Engineering Contradictions & Design Principles
Engineering Contradiction Analysis
1Measurement precision
If existing segmentation methods look for numerical differences at region boundaries, then segmentation can be performed when clear boundaries exist, but segmentation fails when there are no numerical differences at boundaries of connected organs
Solution Approach 1:
The invention changes the parameter used for segmentation from numerical intensity differences to geometric shape characteristics. By computing distance transforms and analyzing the geometry of the foreground region, the method can identify constricted locations that separate connected organs even when they have similar intensity values, thus resolving the contradiction between boundary detection accuracy and adaptability to connected organs
Solution Approach 2:
The invention applies segmentation by dividing the foreground region into multiple segments based on detected constricted locations. This allows connected organs to be separated into individual segments for independent analysis, enabling the system to handle cases where organs are connected but should be analyzed separately
2Adaptability or versatility
If probabilistic models or training data are used for segmentation, then segmentation can be performed on connected organs, but objective verification of performance becomes difficult and anomalous results occur with exceptional inputs
Solution Approach 1:
The invention makes the segmentation method self-service by using only the geometric properties of the input data itself, without requiring external probabilistic models or training data. The distance transform and concavity analysis operate directly on the foreground region geometry, enabling objective verification and consistent performance across different inputs while maintaining the ability to segment connected organs
3Loss of information
If doctors inspect all 2D images to estimate 3D organ structure, then complete organ structure can be recognized, but inspection time and data processing volume increase significantly
Solution Approach 1:
The invention segments the 3D foreground region into individual organ segments, allowing doctors to focus inspection on specific organs of interest rather than examining all 2D images for complete organ structure estimation. This reduces inspection time and data processing volume while maintaining the ability to recognize complete organ structures when needed
Solution Approach 2:
The invention transforms 2D image data into a 3D distance transform representation, enabling intuitive 3D visualization and inspection of organ structures.
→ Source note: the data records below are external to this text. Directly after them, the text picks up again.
//! Thumbnail derivation
//!
//! An image is decoded once and rendered at each requested width. Height
//! follows the original aspect ratio. Variants keep the source format when
//! it can be encoded, and fall back to PNG otherwise.

use fileshelf_core::models::ThumbnailWidth;
use image::imageops::FilterType;
use image::{DynamicImage, GenericImageView, ImageFormat, ImageReader};
use std::io::Cursor;

/// Upper bound on the pixel count of a single rendered variant.
pub const MAX_THUMBNAIL_PIXELS: u64 = 500 * 4_000;

#[derive(Debug, thiserror::Error)]
pub enum ThumbnailError {
    /// The original bytes are not a decodable image. Retrying cannot help.
    #[error("Failed to decode image: {0}")]
    Decode(#[source] image::ImageError),

    #[error("Failed to encode {width}px thumbnail: {source}")]
    Encode {
        width: u32,
        #[source]
        source: image::ImageError,
    },

    /// The aspect ratio would produce a variant above [`MAX_THUMBNAIL_PIXELS`].
    #[error("Image {original_width}x{original_height} is too tall for a {width}px thumbnail")]
    TooLarge {
        original_width: u32,
        original_height: u32,
        width: u32,
    },

    #[error("Thumbnail task aborted: {0}")]
    Aborted(String),
}

/// A decoded original and the format it was stored in.
pub struct SourceImage {
    image: DynamicImage,
    format: ImageFormat,
}

impl SourceImage {
    pub fn dimensions(&self) -> (u32, u32) {
        self.image.dimensions()
    }

    pub fn format(&self) -> ImageFormat {
        self.format
    }
}

pub struct Thumbnailer;

impl Thumbnailer {
    pub fn decode(data: &[u8]) -> Result<SourceImage, ThumbnailError> {
        let reader = ImageReader::new(Cursor::new(data))
            .with_guessed_format()
            .map_err(|e| ThumbnailError::Decode(image::ImageError::IoError(e)))?;
        let format = reader.format().unwrap_or(ImageFormat::Png);
        let image = reader.decode().map_err(ThumbnailError::Decode)?;
        Ok(SourceImage { image, format })
    }

    /// Height for `width` preserving the aspect ratio, never below 1px.
    pub fn scaled_height(original: (u32, u32), width: u32) -> u32 {
        let (w, h) = original;
        if w == 0 {
            return 1;
        }
        let height = (f64::from(h) * f64::from(width) / f64::from(w)).round();
        let height = height.min(f64::from(u32::MAX)) as u32;
        height.max(1)
    }

    fn output_format(source: ImageFormat) -> ImageFormat {
        match source {
            ImageFormat::Jpeg | ImageFormat::Png | ImageFormat::Gif | ImageFormat::WebP => source,
            _ => ImageFormat::Png,
        }
    }

    pub fn render(source: &SourceImage, width: u32) -> Result<Vec<u8>, ThumbnailError> {
        let (original_width, original_height) = source.dimensions();
        let height = Self::scaled_height((original_width, original_height), width);
        if u64::from(width) * u64::from(height) > MAX_THUMBNAIL_PIXELS {
            return Err(ThumbnailError::TooLarge {
                original_width,
                original_height,
                width,
            });
        }
        let resized = source.image.resize_exact(width, height, FilterType::Lanczos3);

        let format = Self::output_format(source.format);
        let resized = match format {
            // JPEG has no alpha channel
            ImageFormat::Jpeg => DynamicImage::ImageRgb8(resized.to_rgb8()),
            ImageFormat::Gif | ImageFormat::WebP => DynamicImage::ImageRgba8(resized.to_rgba8()),
            _ => resized,
        };

        let mut buffer = Vec::with_capacity(width as usize * height as usize);
        resized
            .write_to(&mut Cursor::new(&mut buffer), format)
            .map_err(|source| ThumbnailError::Encode { width, source })?;

        Ok(buffer)
    }

    /// Render every thumbnail width from one decode.
    pub fn derive_all(data: &[u8]) -> Result<Vec<(ThumbnailWidth, Vec<u8>)>, ThumbnailError> {
        let source = Self::decode(data)?;
        tracing::debug!(
            dimensions = ?source.dimensions(),
            format = ?source.format(),
            "Deriving thumbnails"
        );
        ThumbnailWidth::all()
            .map(|width| Ok((width, Self::render(&source, width.get())?)))
            .collect()
    }
}

/// [`Thumbnailer::derive_all`] on the blocking thread pool.
pub async fn derive_thumbnails(
    data: Vec<u8>,
) -> Result<Vec<(ThumbnailWidth, Vec<u8>)>, ThumbnailError> {
    tokio::task::spawn_blocking(move || Thumbnailer::derive_all(&data))
        .await
        .map_err(|e| ThumbnailError::Aborted(e.to_string()))?
}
This dimensional change allows doctors to comprehend organ structures more efficiently by inspecting 3D segments rather than comparing numerous 2D images
Data Source
AI summary
The present invention provides an image processing method capable of intuitively recognizing the three-dimensional shape of an organ by limiting the inspection range to the vicinity of the diagnostic target organ in image diagnosis. Given binary three-dimensional data representing an object in three-dimensional space, the image processing method partitions the object into individual segments with boundaries on narrow parts of the object's shape. A series of organs with no numerical differences in the boundaries on the image data can be segmented into individual organs at geometrically constricted locations because the connected organs can be identified by their shape. As a result, it is possible to examine a limited area specific to the target organ during image diagnosis, and to perform the examination while viewing the intuitive 3D shape of the organ during image interpretation.